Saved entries
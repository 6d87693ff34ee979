//! Sidero Valley - Field Epidemiology Outbreak Investigation Simulation
//!
//! A hidden truth population (`truth`) is generated once per seed. The player
//! sees it only through the disclosure layer and the village contacts, and
//! their progress lives in a per-player `session::SessionState`.

pub mod core;
pub mod disclosure;
pub mod llm;
pub mod npc;
pub mod session;
pub mod study;
pub mod truth;
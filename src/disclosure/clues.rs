//! Conditional-clue gating
//!
//! A clue is surfaced at most once per NPC per session, only when the
//! player's question mentions its keyword and is phrased as a question.

use serde::{Deserialize, Serialize};
use std::collections::BTreeMap;

use crate::npc::scope::QuestionScope;

/// A fact an NPC shares only when asked about its topic
#[derive(Debug, Clone, Copy, PartialEq, Eq)]
pub struct ConditionalClue {
    pub keyword: &'static str,
    pub clue: &'static str,
}

/// Clues already surfaced, per NPC key, in reveal order
#[derive(Debug, Clone, Default, PartialEq, Eq, Serialize, Deserialize)]
pub struct ClueLedger {
    revealed: BTreeMap<String, Vec<String>>,
}

impl ClueLedger {
    pub fn new() -> Self {
        Self::default()
    }

    pub fn revealed(&self, npc: &str) -> &[String] {
        self.revealed.get(npc).map(Vec::as_slice).unwrap_or(&[])
    }

    pub fn is_revealed(&self, npc: &str, clue: &str) -> bool {
        self.revealed(npc).iter().any(|c| c == clue)
    }

    pub fn total_revealed(&self) -> usize {
        self.revealed.values().map(Vec::len).sum()
    }

    /// Clues this question may surface, without recording them
    ///
    /// Non-broad questions get at most one new clue.
    pub fn select(
        &self,
        npc: &str,
        clues: &[ConditionalClue],
        question: &str,
        scope: QuestionScope,
    ) -> Vec<String> {
        let lower = question.to_lowercase();
        if !lower.contains('?') {
            return Vec::new();
        }

        let mut selected: Vec<String> = Vec::new();
        for c in clues {
            if lower.contains(&c.keyword.to_lowercase())
                && !self.is_revealed(npc, c.clue)
                && !selected.iter().any(|s| s == c.clue)
            {
                selected.push(c.clue.to_string());
            }
        }

        if scope != QuestionScope::Broad {
            selected.truncate(1);
        }
        selected
    }

    /// Mark clues as surfaced
    pub fn record(&mut self, npc: &str, clues: &[String]) {
        let entry = self.revealed.entry(npc.to_string()).or_default();
        for clue in clues {
            if !entry.contains(clue) {
                entry.push(clue.clone());
            }
        }
    }

    /// Select and record in one step
    pub fn reveal(
        &mut self,
        npc: &str,
        clues: &[ConditionalClue],
        question: &str,
        scope: QuestionScope,
    ) -> Vec<String> {
        let selected = self.select(npc, clues, question, scope);
        self.record(npc, &selected);
        selected
    }
}

#[cfg(test)]
mod tests {
    use super::*;

    const CLUES: &[ConditionalClue] = &[
        ConditionalClue { keyword: "pig", clue: "Several families keep pigs right beside their houses." },
        ConditionalClue { keyword: "evening", clue: "Children play outside near the paddies until after dark." },
    ];

    #[test]
    fn test_clue_revealed_once() {
        let mut ledger = ClueLedger::new();
        let first = ledger.reveal("mama_kofi", CLUES, "Do you keep pigs?", QuestionScope::Narrow);
        assert_eq!(first.len(), 1);
        let second = ledger.reveal("mama_kofi", CLUES, "Do you keep pigs?", QuestionScope::Narrow);
        assert!(second.is_empty());
    }

    #[test]
    fn test_ledger_is_per_npc() {
        let mut ledger = ClueLedger::new();
        ledger.reveal("mama_kofi", CLUES, "Any pigs nearby?", QuestionScope::Narrow);
        let other = ledger.reveal("foreman_rex", CLUES, "Any pigs nearby?", QuestionScope::Narrow);
        assert_eq!(other.len(), 1);
    }

    #[test]
    fn test_question_mark_required() {
        let ledger = ClueLedger::new();
        assert!(ledger.select("mama_kofi", CLUES, "tell me about pigs", QuestionScope::Narrow).is_empty());
    }

    #[test]
    fn test_narrow_question_gets_one_clue() {
        let ledger = ClueLedger::new();
        let q = "What about pigs and the evening?";
        assert_eq!(ledger.select("mama_kofi", CLUES, q, QuestionScope::Narrow).len(), 1);
        assert_eq!(ledger.select("mama_kofi", CLUES, q, QuestionScope::Broad).len(), 2);
    }

    #[test]
    fn test_select_does_not_record() {
        let ledger = ClueLedger::new();
        ledger.select("mama_kofi", CLUES, "pigs?", QuestionScope::Narrow);
        assert_eq!(ledger.total_revealed(), 0);
    }
}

• **WHAT YOU HAVE TO DO**
Take the entries above and copy them exactly from the first line through the line with "pub fn revealed(&self, npc: &str)"; leave out every line after it.

• **EXERCISE SOLUTION**
repository 6d87693ff34ee979
//! Sidero Valley - Field Epidemiology Outbreak Investigation Simulation
//!
//! A hidden truth population (`truth`) is generated once per seed. The player
//! sees it only through the disclosure layer and the village contacts, and
//! their progress lives in a per-player `session::SessionState`.

pub mod core;
pub mod disclosure;
pub mod llm;
pub mod npc;
pub mod session;
pub mod study;
pub mod truth;
filename src/disclosure/clues.rs
//! Conditional-clue gating
//!
//! A clue is surfaced at most once per NPC per session, only when the
//! player's question mentions its keyword and is phrased as a question.

use serde::{Deserialize, Serialize};
use std::collections::BTreeMap;

use crate::npc::scope::QuestionScope;

/// A fact an NPC shares only when asked about its topic
#[derive(Debug, Clone, Copy, PartialEq, Eq)]
pub struct ConditionalClue {
    pub keyword: &'static str,
    pub clue: &'static str,
}

/// Clues already surfaced, per NPC key, in reveal order
#[derive(Debug, Clone, Default, PartialEq, Eq, Serialize, Deserialize)]
pub struct ClueLedger {
    revealed: BTreeMap<String, Vec<String>>,
}

impl ClueLedger {
    pub fn new() -> Self {
        Self::default()
    }

    pub fn revealed(&self, npc: &str) -> &[String] {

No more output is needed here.